(EXERCISE AIM): The answer must consist of every line from the entries below that contains the word "Mutex".

[Stored items]
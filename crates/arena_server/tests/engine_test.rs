//! Session engine behavior against scripted oracles and stores.

use arena_board::{Board, Mark, Position, Square, Winner};
use arena_server::{
    ALREADY_OVER_MESSAGE, CompletedGame, CompletedGameStore, EngineError, InMemorySessionStore,
    MemoryGameStore, MoveOracle, MoveSource, NewCompletedGame, OfflineSource, SessionEngine,
    SessionStatus, SourceError, StoreError,
};
use async_trait::async_trait;
use rand::SeedableRng;
use rand::rngs::StdRng;
use std::collections::VecDeque;
use std::sync::atomic::{AtomicUsize, Ordering};
use std::sync::{Arc, Mutex};
use std::time::Duration;

/// Boards and marks the oracle was asked about, in call order.
type Requests = Arc<Mutex<Vec<(Board, Mark)>>>;

/// Replies with queued text, then reports itself unavailable.
struct ScriptedSource {
    replies: Mutex<VecDeque<String>>,
    calls: Arc<AtomicUsize>,
    requests: Requests,
}

impl ScriptedSource {
    fn new(moves: &[(usize, usize)]) -> (Self, Arc<AtomicUsize>) {
        let (source, calls, _) = Self::recording(moves);
        (source, calls)
    }

    fn recording(moves: &[(usize, usize)]) -> (Self, Arc<AtomicUsize>, Requests) {
        let calls = Arc::new(AtomicUsize::new(0));
        let requests = Requests::default();
        let replies = moves
            .iter()
            .map(|(row, col)| format!(r#"{{"row": {}, "col": {}}}"#, row, col))
            .collect();
        (
            Self {
                replies: Mutex::new(replies),
                calls: Arc::clone(&calls),
                requests: Arc::clone(&requests),
            },
            calls,
            requests,
        )
    }
}

#[async_trait]
impl MoveSource for ScriptedSource {
    async fn suggest(&self, board: &Board, mark: Mark) -> Result<String, SourceError> {
        self.calls.fetch_add(1, Ordering::SeqCst);
        self.requests.lock().unwrap().push((board.clone(), mark));
        self.replies
            .lock()
            .unwrap()
            .pop_front()
            .ok_or(SourceError::Unavailable)
    }
}

/// Never answers within any reasonable timeout.
struct StalledSource;

#[async_trait]
impl MoveSource for StalledSource {
    async fn suggest(&self, _board: &Board, _mark: Mark) -> Result<String, SourceError> {
        tokio::time::sleep(Duration::from_secs(30)).await;
        Ok(r#"{"row": 0, "col": 0}"#.to_string())
    }
}

/// Store that rejects every write.
struct BrokenStore;

#[async_trait]
impl CompletedGameStore for BrokenStore {
    async fn record(&self, _game: NewCompletedGame) -> Result<CompletedGame, StoreError> {
        Err(StoreError::new("disk full"))
    }

    async fn recent(&self, _limit: usize) -> Result<Vec<CompletedGame>, StoreError> {
        Err(StoreError::new("disk full"))
    }
}

/// Store whose writes never complete.
struct HangingStore;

(ANSWER TO THIS PROBLEM):
use std::sync::{Arc, Mutex};
type Requests = Arc<Mutex<Vec<(Board, Mark)>>>;
    replies: Mutex<VecDeque<String>>,
                replies: Mutex::new(replies),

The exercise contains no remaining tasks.